Work instructions
Search the material below for lines containing the string "TransferOutcome", and copy every one you find.

*** Opening of Provided information ***

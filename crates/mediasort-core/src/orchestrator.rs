//! Transfer orchestrator: the browsing cursor over one source, one-ahead preloading, and the
//! copy, move and delete actions on the current file.
//!
//! The state lock is only held for short snapshots and updates, never across I/O. A refresh
//! lists without it and swaps the new listing in afterwards, unless the source changed in the
//! meantime. Loads and transfers snapshot the current entry and update the listing by locator
//! when they finish, so transfers to different destinations can overlap.
//!
//! Preloading keeps a single slot: the bytes of the file after the current one. Navigating
//! aborts an unfinished preload. A finished one stays cached until a different file is
//! preloaded, and only counts as a hit when both its index and locator match.

use log::{debug, info, warn};
use std::sync::{Arc, Mutex};
use tokio::task::JoinHandle;
use tokio_util::sync::CancellationToken;

use crate::backend::MediaBackend;
use crate::config::{CoreSettings, MAX_SORT_DESTINATIONS};
use crate::error::CoreError;
use crate::ignore_poison::IgnorePoison;
use crate::local::client::LocalStorageClient;
use crate::local::media_index::MediaIndex;
use crate::media::validate_bytes;
use crate::model::{ConnectionDescriptor, ConnectionKind, ListingResult, MediaFileHandle, SortDestination, TransferOutcome};
use crate::network::smb_client::{RemoteShareClient, ShareTarget};
use crate::network::transport::ShareTransport;

#[derive(Debug, Clone, Copy, PartialEq, Eq)]
pub enum Direction {
    Next,
    Previous,
}

/// Moves `index` one step in a listing of `len` entries, wrapping at both ends.
fn step(index: usize, len: usize, direction: Direction) -> usize {
    match direction {
        Direction::Next => (index + 1) % len,
        Direction::Previous if index == 0 => len - 1,
        Direction::Previous => index - 1,
    }
}

/// Bytes of the current file, ready to decode.
#[derive(Debug, Clone)]
pub struct LoadedMedia {
    pub file: MediaFileHandle,
    pub bytes: Vec<u8>,
    /// Served from the preload slot instead of a fresh download.
    pub from_preload: bool,
}

struct BrowseState<T: ShareTransport, I: MediaIndex> {
    descriptor: Option<ConnectionDescriptor>,
    backend: Option<MediaBackend<T, I>>,
    listing: Vec<MediaFileHandle>,
    current_index: usize,
    /// Bumped whenever the source changes.
    generation: u64,
}

struct Preloaded {
    index: usize,
    locator: String,
    bytes: Vec<u8>,
}

#[derive(Default)]
struct PreloadSlot {
    cached: Option<Preloaded>,
    task: Option<JoinHandle<()>>,
}

impl PreloadSlot {
    fn abort(&mut self) {
        if let Some(task) = self.task.take() {
            task.abort();
        }
    }
}

pub struct TransferOrchestrator<T: ShareTransport, I: MediaIndex> {
    remote: Arc<RemoteShareClient<T>>,
    local: Arc<LocalStorageClient<I>>,
    settings: CoreSettings,
    state: tokio::sync::Mutex<BrowseState<T, I>>,
    preload: Arc<Mutex<PreloadSlot>>,
    /// Replaced with a fresh token on every [`cancel`](Self::cancel).
    cancel: Mutex<CancellationToken>,
}
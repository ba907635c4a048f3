//! Tests for TransferOrchestrator over the in-memory share and temp folders.

use std::sync::Arc;
use std::time::Duration;

use crate::config::CoreSettings;
use crate::error::CoreError;
use crate::local::media_index::FsMediaIndex;
use crate::model::{ConnectionDescriptor, SortDestination, TransferOutcome};
use crate::network::in_memory::InMemoryShare;
use crate::orchestrator::{Direction, TransferOrchestrator};

const JPEG: &[u8] = &[0xFF, 0xD8, 0xFF, 0xE0, 0, 16, b'J', b'F', b'I', b'F'];
const PNG: &[u8] = &[0x89, b'P', b'N', b'G', 0x0D, 0x0A, 0x1A, 0x0A, 0, 0, 0, 13];

type Orchestrator = TransferOrchestrator<InMemoryShare, FsMediaIndex>;

// ============================================================================
// Test utilities
// ============================================================================

fn fixture() -> InMemoryShare {
    let share = InMemoryShare::new();
    share
        .add_file("smb://nas/Photos/inbox/a.jpg", JPEG)
        .add_file("smb://nas/Photos/inbox/b.jpg", JPEG)
        .add_file("smb://nas/Photos/inbox/c.png", PNG)
        .add_dir("smb://nas/Photos/sorted");
    share
}

fn inbox() -> ConnectionDescriptor {
    ConnectionDescriptor::remote(1, "nas", "Photos/inbox", None)
}

fn sorted(rank: u8) -> SortDestination {
    SortDestination::new(ConnectionDescriptor::remote(2, "nas", "Photos/sorted", None), "Sorted", rank)
}

async fn browsing(share: &InMemoryShare) -> Orchestrator {
    let orchestrator = TransferOrchestrator::new(share.clone(), FsMediaIndex::new(), CoreSettings::default());
    orchestrator.connect(inbox()).await.unwrap();
    orchestrator.refresh_listing().await.unwrap();
    orchestrator
}

async fn current_name(orchestrator: &Orchestrator) -> Option<String> {
    orchestrator.current().await.map(|f| f.name)
}

async fn wait_for_preload(orchestrator: &Orchestrator, index: usize) -> bool {
    for _ in 0..100 {
        if orchestrator.preloaded_index() == Some(index) {
            return true;
        }
        tokio::time::sleep(Duration::from_millis(10)).await;
    }
    false
}

// ============================================================================
// Connect and listing
// ============================================================================

#[tokio::test]
async fn test_connect_failure_is_connection_failure() {
    let share = fixture();
    share.set_unreachable("nas", true);
    let orchestrator = Orchestrator::new(share, FsMediaIndex::new(), CoreSettings::default());
    assert!(matches!(
        orchestrator.connect(inbox()).await,
        Err(CoreError::ConnectionFailure { .. })
    ));
}

#[tokio::test]
async fn test_refresh_without_source() {
    let orchestrator = Orchestrator::new(fixture(), FsMediaIndex::new(), CoreSettings::default());
    assert!(matches!(
        orchestrator.refresh_listing().await,
        Err(CoreError::ConnectionFailure { .. })
    ));
}

#[tokio::test]
async fn test_listing_error_surfaces_as_unknown_error() {
    let share = fixture();
    let orchestrator = Orchestrator::new(share, FsMediaIndex::new(), CoreSettings::default());
    orchestrator
        .connect(ConnectionDescriptor::remote(1, "nas", "Photos/missing", None))
        .await
        .unwrap();
    assert!(matches!(
        orchestrator.refresh_listing().await,
        Err(CoreError::UnknownError { .. })
    ));
}

#[tokio::test]
async fn test_invalid_descriptor_is_rejected() {
    let orchestrator = Orchestrator::new(fixture(), FsMediaIndex::new(), CoreSettings::default());
    let result = orchestrator
        .connect(ConnectionDescriptor::remote(1, "", "Photos", None))
        .await;
    assert!(matches!(result, Err(CoreError::UnknownError { .. })));
    assert_eq!(orchestrator.active_descriptor().await, None);
}

// ============================================================================
// Navigation
// ============================================================================

#[tokio::test]
async fn test_advance_wraps_both_ends() {
    let orchestrator = browsing(&fixture()).await;
    assert_eq!(current_name(&orchestrator).await.as_deref(), Some("a.jpg"));

    assert_eq!(orchestrator.advance(Direction::Previous).await.map(|f| f.name).as_deref(), Some("c.png"));
    assert_eq!(orchestrator.current_index().await, Some(2));
    assert_eq!(orchestrator.advance(Direction::Next).await.map(|f| f.name).as_deref(), Some("a.jpg"));
    assert_eq!(orchestrator.current_index().await, Some(0));
}

#[tokio::test]
async fn test_advance_on_empty_listing_is_noop() {
    let share = InMemoryShare::new();
    share.add_dir("smb://nas/Photos/inbox");
    let orchestrator = browsing(&share).await;

    assert_eq!(orchestrator.advance(Direction::Next).await, None);
    assert_eq!(orchestrator.advance(Direction::Previous).await, None);
    assert_eq!(orchestrator.current_index().await, None);
    assert!(matches!(orchestrator.load_current().await, Err(CoreError::EmptyListing)));
}

// ============================================================================
// Loading and preloading
// ============================================================================

#[tokio::test]
async fn test_load_then_preload_hit() {
    let orchestrator = browsing(&fixture()).await;

    let first = orchestrator.load_current().await.unwrap();
    assert_eq!(first.file.name, "a.jpg");
    assert_eq!(first.bytes, JPEG);
    assert!(!first.from_preload);

    assert!(wait_for_preload(&orchestrator, 1).await);
    orchestrator.advance(Direction::Next).await;
    let second = orchestrator.load_current().await.unwrap();
    assert_eq!(second.file.name, "b.jpg");
    assert!(second.from_preload);

    // The following file is preloaded after a hit too
    assert!(wait_for_preload(&orchestrator, 2).await);
}

#[tokio::test]
async fn test_preload_for_other_index_is_a_miss() {
    let orchestrator = browsing(&fixture()).await;
    orchestrator.load_current().await.unwrap();
    assert!(wait_for_preload(&orchestrator, 1).await);

    orchestrator.advance(Direction::Previous).await;
    let loaded = orchestrator.load_current().await.unwrap();
    assert_eq!(loaded.file.name, "c.png");
    assert!(!loaded.from_preload);
}

#[tokio::test]
async fn test_advance_aborts_unfinished_preload() {
    let share = fixture();
    let orchestrator = browsing(&share).await;
    share.set_read_delay(Duration::from_millis(150));

    orchestrator.load_current().await.unwrap();
    orchestrator.advance(Direction::Next).await;
    tokio::time::sleep(Duration::from_millis(300)).await;
    assert_eq!(orchestrator.preloaded_index(), None);
}
//! Remote-share and local-storage media transfer engine.
//!
//! The engine lists media on a network share or on device storage, streams and downloads file
//! bytes, validates headers before decoding, and copies, moves or deletes files with conflict
//! handling. Presentation (views, dialogs, settings screens) lives elsewhere and talks to
//! [`orchestrator::TransferOrchestrator`].

// Catch dead code and stale imports early
#![warn(unused)]
// Warn on unused dependencies to catch feature-gate mismatches
#![warn(unused_crate_dependencies)]
// Warn on redundant path prefixes (e.g., std::path::Path when Path is imported)
#![warn(unused_qualifications)]
// Use log::* macros instead of println!/eprintln! for proper log level control
#![deny(clippy::print_stdout, clippy::print_stderr)]

//noinspection RsUnusedImport
// env_logger is initialized by the probe binary, not by the library
use env_logger as _;

pub mod backend;
pub mod config;
pub mod destinations;
pub mod error;
pub mod ignore_poison;
pub mod local;
pub mod media;
pub mod model;
pub mod network;
pub mod orchestrator;
pub mod store;

pub use backend::MediaBackend;
pub use config::CoreSettings;
pub use error::{CoreError, StoreError, StreamError, TransportError};
pub use model::{
    ConnectionDescriptor, ConnectionKind, Credentials, DescriptorId, FileInfo, ListingResult, MediaFileHandle,
    SortDestination, TransferOutcome, ValidationResult,
};
pub use orchestrator::{Direction, TransferOrchestrator};
pub use tokio_util::sync::CancellationToken;

#[cfg(test)]
mod orchestrator_test;
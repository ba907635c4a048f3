//! Tests for RemoteShareClient against the in-memory share.

use std::time::Duration;
use tokio_util::sync::CancellationToken;

use super::in_memory::InMemoryShare;
use super::share_path::SharePath;
use super::smb_client::{RemoteShareClient, ShareTarget};
use super::transport::{ShareSession, ShareTransport};
use crate::config::{CoreSettings, DialectRange};
use crate::model::{Credentials, ListingResult, TransferOutcome};

const MB: u64 = 1024 * 1024;
const JPEG: &[u8] = &[0xFF, 0xD8, 0xFF, 0xE0, 1, 2, 3];

// ============================================================================
// Test utilities
// ============================================================================

fn fixture() -> InMemoryShare {
    let share = InMemoryShare::new();
    share
        .add_file("smb://nas/Photos/inbox/a.jpg", JPEG)
        .add_file_with_size("smb://nas/Photos/inbox/b.mp4", 5 * MB)
        .add_file_with_size("smb://nas/Photos/inbox/c.avi", 1)
        .add_file("smb://nas/Photos/inbox/notes.txt", b"hello")
        .add_dir("smb://nas/Photos/inbox/nested")
        .add_dir("smb://nas/Photos/sorted");
    share
}

async fn connected(share: &InMemoryShare) -> RemoteShareClient<InMemoryShare> {
    let client = RemoteShareClient::new(share.clone(), CoreSettings::default());
    assert!(client.connect("nas", "", "").await);
    client
}

fn names(result: &ListingResult) -> Vec<&str> {
    result.files.iter().map(|f| f.name.as_str()).collect()
}

fn sorted_target() -> ShareTarget {
    ShareTarget::new("nas", "Photos/sorted")
}

fn with_operation_timeout(share: &InMemoryShare, ms: u64) -> RemoteShareClient<InMemoryShare> {
    let settings = CoreSettings {
        operation_timeout_ms: ms,
        ..CoreSettings::default()
    };
    RemoteShareClient::new(share.clone(), settings)
}

fn add_big_file(share: &InMemoryShare, locator: &str, mb: u64) {
    let bytes: Vec<u8> = (0..mb * MB).map(|i| (i % 251) as u8).collect();
    share.add_file(locator, &bytes);
}

// ============================================================================
// Connect
// ============================================================================

#[tokio::test]
async fn test_connect_returns_false_when_unreachable() {
    let share = fixture();
    share.set_unreachable("nas", true);
    let client = RemoteShareClient::new(share, CoreSettings::default());
    assert!(!client.connect("nas", "alice", "pw").await);
    assert!(!client.is_connected_to("nas").await);
}

#[tokio::test]
async fn test_connect_with_wrong_credentials() {
    let share = fixture();
    share.require_credentials("nas", "alice", "pw");
    let client = RemoteShareClient::new(share, CoreSettings::default());
    assert!(!client.connect("nas", "alice", "wrong").await);
    assert!(client.connect("smb://NAS/", "alice", "pw").await);
    assert!(client.is_connected_to("nas").await);
}
//! Extension traits to ignore lock poisoning.
//!
//! The std locks in this crate guard plain values (record maps, preload slots, pending
//! confirmations). A panic elsewhere never leaves them in a state worth refusing to read, so
//! `.lock().unwrap_or_else(|e| e.into_inner())` is spelled `.lock_ignore_poison()` instead.

use std::sync::{Mutex, MutexGuard, RwLock, RwLockReadGuard, RwLockWriteGuard};

pub trait IgnorePoison<T> {
    fn lock_ignore_poison(&self) -> MutexGuard<'_, T>;
}

impl<T> IgnorePoison<T> for Mutex<T> {
    fn lock_ignore_poison(&self) -> MutexGuard<'_, T> {
        self.lock().unwrap_or_else(|e| e.into_inner())
    }
}

pub trait IgnoreRwPoison<T> {
    fn read_ignore_poison(&self) -> RwLockReadGuard<'_, T>;
    fn write_ignore_poison(&self) -> RwLockWriteGuard<'_, T>;
}

impl<T> IgnoreRwPoison<T> for RwLock<T> {
    fn read_ignore_poison(&self) -> RwLockReadGuard<'_, T> {
        self.read().unwrap_or_else(|e| e.into_inner())
    }

    fn write_ignore_poison(&self) -> RwLockWriteGuard<'_, T> {
        self.write().unwrap_or_else(|e| e.into_inner())
    }
}
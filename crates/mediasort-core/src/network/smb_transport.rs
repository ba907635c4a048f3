//! SMB2/3 transport on the `smb` crate (smb-rs, pure Rust).
//!
//! One `smb::Client` per session. Shares are tree-connected lazily, the first time a path on
//! them is touched. Library errors are flattened to strings and classified with
//! [`classify_transport_error`], as smb-rs reports NT status codes in its messages.

use futures_util::StreamExt;
use log::debug;
use smb::packets::fscc::{FileAttributes, FileBasicInformation, FileDirectoryInformation, FileDispositionInformation};
use smb::resource::{Directory, File, Resource};
use smb::{Client, ClientConfig, CreateOptions, Dialect as WireDialect, FileAccessMask, FileCreateArgs, UncPath};
use std::collections::HashSet;
use std::str::FromStr;
use std::sync::{Arc, Mutex};

use super::share_path::SharePath;
use super::transport::{RangeRead, RangeWrite, RemoteEntry, ShareSession, ShareTransport};
use crate::config::{Dialect, DialectRange};
use crate::error::{TransportError, classify_transport_error};
use crate::ignore_poison::IgnorePoison;
use crate::model::Credentials;

/// Seconds between 1601-01-01 and 1970-01-01.
const FILETIME_UNIX_OFFSET_SECS: i64 = 11_644_473_600;

fn wire_dialect(dialect: Dialect) -> WireDialect {
    match dialect {
        Dialect::Smb202 => WireDialect::Smb0202,
        Dialect::Smb210 => WireDialect::Smb021,
        Dialect::Smb300 => WireDialect::Smb030,
        Dialect::Smb302 => WireDialect::Smb0302,
        Dialect::Smb311 => WireDialect::Smb0311,
    }
}

fn wire_err(context: &str, err: impl std::fmt::Display) -> TransportError {
    classify_transport_error(&format!("{}: {}", context, err))
}

fn unc(path: &SharePath) -> Result<UncPath, TransportError> {
    UncPath::from_str(&path.to_unc()).map_err(|e| wire_err("bad path", e))
}

fn filetime_to_unix(filetime: u64) -> Option<i64> {
    let secs = (filetime / 10_000_000) as i64 - FILETIME_UNIX_OFFSET_SECS;
    (secs > 0).then_some(secs)
}

/// Connects with smb-rs.
#[derive(Debug, Clone, Default)]
pub struct SmbTransport;

impl ShareTransport for SmbTransport {
    type Session = SmbSession;

    async fn connect(
        &self,
        server: &str,
        credentials: &Credentials,
        dialects: DialectRange,
    ) -> Result<SmbSession, TransportError> {
        let mut config = ClientConfig::default();
        // Samba guests often don't sign
        config.connection.allow_unsigned_guest_access = credentials.is_guest();
        config.connection.min_dialect = Some(wire_dialect(dialects.min));
        config.connection.max_dialect = Some(wire_dialect(dialects.max));
        let client = Client::new(config);

        debug!("smb: ipc_connect to {} as {}", server, credentials.username);
        client
            .ipc_connect(server, &credentials.username, credentials.secret.clone())
            .await
            .map_err(|e| wire_err("IPC connect failed", e))?;

        Ok(SmbSession {
            client,
            server: server.to_string(),
            credentials: credentials.clone(),
            connected_shares: Mutex::new(HashSet::new()),
        })
    }
}

pub struct SmbSession {
    client: Client,
    server: String,
    credentials: Credentials,
    connected_shares: Mutex<HashSet<String>>,
}

impl SmbSession {
    async fn ensure_share(&self, path: &SharePath) -> Result<(), TransportError> {
        let share = path.share.to_lowercase();
        if self.connected_shares.lock_ignore_poison().contains(&share) {
            return Ok(());
        }
        let root = SharePath {
            server: self.server.clone(),
            share: path.share.clone(),
            path: String::new(),
        };
        self.client
            .share_connect(&unc(&root)?, &self.credentials.username, self.credentials.secret.clone())
            .await
            .map_err(|e| wire_err("share connect failed", e))?;
        self.connected_shares.lock_ignore_poison().insert(share);
        Ok(())
    }

    async fn open_file(&self, path: &SharePath, access: FileAccessMask) -> Result<File, TransportError> {
        self.ensure_share(path).await?;
        let resource = self
            .client
            .create_file(&unc(path)?, &FileCreateArgs::make_open_existing(access))
            .await
            .map_err(|e| wire_err("open failed", e))?;
        match resource {
            Resource::File(file) => Ok(file),
            _ => Err(TransportError::Io(format!("{} is not a regular file", path))),
        }
    }
}

impl ShareSession for SmbSession {
    type Reader = SmbReader;
    type Writer = SmbWriter;

    async fn list_directory(&self, dir: &SharePath) -> Result<Vec<RemoteEntry>, TransportError> {
        self.ensure_share(dir).await?;
        let resource = self
            .client
            .create_file(
                &unc(dir)?,
                &FileCreateArgs::make_open_existing(FileAccessMask::new().with_generic_read(true)),
            )
            .await
            .map_err(|e| wire_err("open directory failed", e))?;
        let Resource::Directory(directory) = resource else {
            return Err(TransportError::NotADirectory(dir.to_locator()));
        };
        let directory = Arc::new(directory);

        let mut entries = Vec::new();
        {
            let mut stream = Directory::query::<FileDirectoryInformation>(&directory, "*")
                .await
                .map_err(|e| wire_err("query directory failed", e))?;
            while let Some(item) = stream.next().await {
                let info = item.map_err(|e| wire_err("query directory failed", e))?;
                let name = info.file_name.to_string();
                if name == "." || name == ".." {
                    continue;
                }
                entries.push(RemoteEntry {
                    name,
                    is_directory: info.file_attributes.directory(),
                    size: info.end_of_file,
                    modified_at: filetime_to_unix(*info.last_write_time),
                });
            }
        }
        if let Err(e) = directory.close().await {
            debug!("smb: closing {} after listing failed: {}", dir, e);
        }
        Ok(entries)
    }

    async fn stat(&self, path: &SharePath) -> Result<RemoteEntry, TransportError> {
        self.ensure_share(path).await?;
        let resource = self
            .client
            .create_file(
                &unc(path)?,
                &FileCreateArgs::make_open_existing(FileAccessMask::new().with_file_read_attributes(true)),
            )
            .await
            .map_err(|e| wire_err("stat failed", e))?;
        let entry = match resource {
            Resource::File(file) => {
                let size = file.get_len().await.map_err(|e| wire_err("stat failed", e))?;
                let basic = file
                    .query_info::<FileBasicInformation>()
                    .await
                    .map_err(|e| wire_err("stat failed", e))?;
                if let Err(e) = file.close().await {
                    debug!("smb: closing {} after stat failed: {}", path, e);
                }
                RemoteEntry {
                    name: path.file_name().to_string(),
                    is_directory: false,
                    size,
                    modified_at: filetime_to_unix(*basic.last_write_time),
                }
            }
            Resource::Directory(directory) => {
                let modified_at = match directory.query_info::<FileBasicInformation>().await {
                    Ok(basic) => filetime_to_unix(*basic.last_write_time),
                    Err(e) => {
                        debug!("smb: no timestamps for {}: {}", path, e);
                        None
                    }
                };
                if let Err(e) = directory.close().await {
                    debug!("smb: closing {} after stat failed: {}", path, e);
                }
                RemoteEntry {
                    name: path.file_name().to_string(),
                    is_directory: true,
                    size: 0,
                    modified_at,
                }
            }
            _ => RemoteEntry {
                name: path.file_name().to_string(),
                is_directory: true,
                size: 0,
                modified_at: None,
            },
        };
        Ok(entry)
    }

    async fn read_file(&self, path: &SharePath) -> Result<Vec<u8>, TransportError> {
        let mut reader = self.open_reader(path).await?;
        let len = reader.total_len() as usize;
        let mut bytes = vec![0u8; len];
        let mut filled = 0;
        while filled < len {
            let n = reader.read_at(filled as u64, &mut bytes[filled..]).await?;
            if n == 0 {
                break;
            }
            filled += n;
        }
        bytes.truncate(filled);
        reader.close().await;
        Ok(bytes)
    }

    async fn open_reader(&self, path: &SharePath) -> Result<SmbReader, TransportError> {
        let file = self
            .open_file(path, FileAccessMask::new().with_generic_read(true))
            .await?;
        let len = file.get_len().await.map_err(|e| wire_err("size query failed", e))?;
        Ok(SmbReader { file, len })
    }

    async fn create_new(&self, path: &SharePath) -> Result<SmbWriter, TransportError> {
        self.ensure_share(path).await?;
        let resource = self
            .client
            .create_file(
                &unc(path)?,
                &FileCreateArgs::make_create_new(FileAttributes::new().with_archive(true), CreateOptions::new()),
            )
            .await
            .map_err(|e| wire_err("create failed", e))?;
        let Resource::File(file) = resource else {
            return Err(TransportError::Protocol(format!("{} was created as a directory", path)));
        };
        Ok(SmbWriter { file })
    }

    async fn delete_file(&self, path: &SharePath) -> Result<(), TransportError> {
        let file = self
            .open_file(path, FileAccessMask::new().with_delete(true))
            .await?;
        file.set_info(FileDispositionInformation {
            delete_pending: true.into(),
        })
        .await
        .map_err(|e| wire_err("delete failed", e))?;
        file.close().await.map_err(|e| wire_err("close after delete failed", e))?;
        Ok(())
    }

    async fn close(&self) {
        if let Err(e) = self.client.close().await {
            debug!("smb: close {} failed: {}", self.server, e);
        }
    }
}

pub struct SmbReader {
    file: File,
    len: u64,
}

impl RangeRead for SmbReader {
    fn total_len(&self) -> u64 {
        self.len
    }

    async fn read_at(&mut self, offset: u64, buf: &mut [u8]) -> Result<usize, TransportError> {
        if offset >= self.len || buf.is_empty() {
            return Ok(0);
        }
        self.file
            .read_block(buf, offset, false)
            .await
            .map_err(|e| wire_err("read failed", e))
    }

    async fn close(self) {
        if let Err(e) = self.file.close().await {
            debug!("smb: closing reader failed: {}", e);
        }
    }
}

pub struct SmbWriter {
    file: File,
}

impl RangeWrite for SmbWriter {
    async fn write_at(&mut self, offset: u64, buf: &[u8]) -> Result<usize, TransportError> {
        if buf.is_empty() {
            return Ok(0);
        }
        self.file
            .write_block(buf, offset)
            .await
            .map_err(|e| wire_err("write failed", e))
    }

    async fn close(self) -> Result<(), TransportError> {
        self.file.close().await.map_err(|e| wire_err("close after write failed", e))
    }
}
//! Control-side routing state: the track list and everything the mixer
//! needs to hear about when it changes.

use tracing::{debug, info};

use crate::{
    engine::{
        meter::sample_rms,
        mixdown, solo,
        track::{Clip, Track, TrackBuilder, TrackId, TrackKind, TrackView},
    },
    error::{EngineError, Result},
    graph::mixer::{MixerCommand, MixerHandle},
};

pub struct AudioGraph {
    tracks: Vec<Track>,
    next_id: u64,
    meter_window: usize,
}

impl AudioGraph {
    pub fn new(meter_window: usize) -> Self {
        Self {
            tracks: Vec::new(),
            next_id: 0,
            meter_window,
        }
    }

    /// Allocate a track, hand its chain to the mixer and append it.
    ///
    /// Ids are never reused, even after removal.
    pub fn create_track(
        &mut self,
        mixer: &mut MixerHandle,
        name: Option<&str>,
        kind: TrackKind,
    ) -> TrackId {
        let id = TrackId::from_raw(self.next_id);
        self.next_id += 1;

        let mut builder = TrackBuilder::new(id)
            .kind(kind)
            .meter_window(self.meter_window);
        if let Some(name) = name {
            builder = builder.name(name);
        }
        let (track, chain) = builder.build();
        info!(track = %id, name = track.name(), "track created");

        mixer.send(MixerCommand::AddTrack(Box::new(chain)));
        self.tracks.push(track);
        // A new track must respect an existing solo
        self.apply_policy(mixer);
        id
    }

    /// Disconnect the track's chain from the master bus and drop it.
    pub fn remove_track(&mut self, mixer: &mut MixerHandle, id: TrackId) -> Result<Track> {
        let pos = self.position(id)?;
        let track = self.tracks.remove(pos);
        mixer.send(MixerCommand::RemoveTrack(id));
        info!(track = %id, "track removed");
        self.apply_policy(mixer);
        Ok(track)
    }

    pub fn set_volume(&mut self, mixer: &mut MixerHandle, id: TrackId, volume: f32) -> Result<()> {
        self.track_mut(id)?.set_volume(volume);
        self.apply_policy(mixer);
        Ok(())
    }

    pub fn set_pan(&mut self, mixer: &mut MixerHandle, id: TrackId, pan: f32) -> Result<()> {
        let track = self.track_mut(id)?;
        track.set_pan(pan);
        let pan = track.pan();
        mixer.send(MixerCommand::SetPan(id, pan));
        self.apply_policy(mixer);
        Ok(())
    }

    pub fn set_mute(&mut self, mixer: &mut MixerHandle, id: TrackId, mute: bool) -> Result<()> {
        self.track_mut(id)?.set_mute(mute);
        self.apply_policy(mixer);
        Ok(())
    }

    pub fn set_solo(&mut self, mixer: &mut MixerHandle, id: TrackId, solo: bool) -> Result<()> {
        self.track_mut(id)?.set_solo(solo);
        self.apply_policy(mixer);
        Ok(())
    }

    pub fn add_clip(&mut self, id: TrackId, clip: Clip) -> Result<()> {
        if clip.buffer().sample_rate() == 0 {
            return Err(EngineError::InvalidBuffer("sample rate is zero".into()));
        }
        let track = self.track_mut(id)?;
        debug!(
            track = %id,
            start = clip.start_time(),
            duration = clip.duration(),
            "clip added"
        );
        track.push_clip(clip);
        Ok(())
    }

    pub fn track(&self, id: TrackId) -> Result<&Track> {
        self.tracks
            .iter()
            .find(|t| t.id() == id)
            .ok_or(EngineError::UnknownTrack(id))
    }

    pub fn track_mut(&mut self, id: TrackId) -> Result<&mut Track> {
        self.tracks
            .iter_mut()
            .find(|t| t.id() == id)
            .ok_or(EngineError::UnknownTrack(id))
    }

    pub fn tracks(&self) -> &[Track] {
        &self.tracks
    }

    pub fn snapshot(&self) -> Vec<TrackView> {
        self.tracks.iter().map(Track::view).collect()
    }

    pub fn has_solo(&self) -> bool {
        solo::has_solo(&self.tracks)
    }

    /// Latest clip end plus `tail` seconds.
    pub fn total_duration(&self, tail: f64) -> f64 {
        mixdown::total_duration(&self.tracks, tail)
    }

    /// Resample every track's meter from its tap.
    pub fn update_meters(&mut self) {
        for track in self.tracks.iter_mut() {
            let level = sample_rms(&mut track.meter);
            track.set_meter_value(level);
        }
    }

    /// Push the effective gain of every track to the mixer.
    fn apply_policy(&self, mixer: &mut MixerHandle) {
        let any_solo = self.has_solo();
        for track in &self.tracks {
            mixer.send(MixerCommand::SetGain(
                track.id(),
                solo::effective_gain(track, any_solo),
            ));
        }
    }

    fn position(&self, id: TrackId) -> Result<usize> {
        self.tracks
            .iter()
            .position(|t| t.id() == id)
            .ok_or(EngineError::UnknownTrack(id))
    }
}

*** Close of Provided information ***

Solution for this problem
use crate::model::{ConnectionDescriptor, ConnectionKind, ListingResult, MediaFileHandle, SortDestination, TransferOutcome};
use crate::model::{ConnectionDescriptor, SortDestination, TransferOutcome};
    SortDestination, TransferOutcome, ValidationResult,
use crate::model::{Credentials, ListingResult, TransferOutcome};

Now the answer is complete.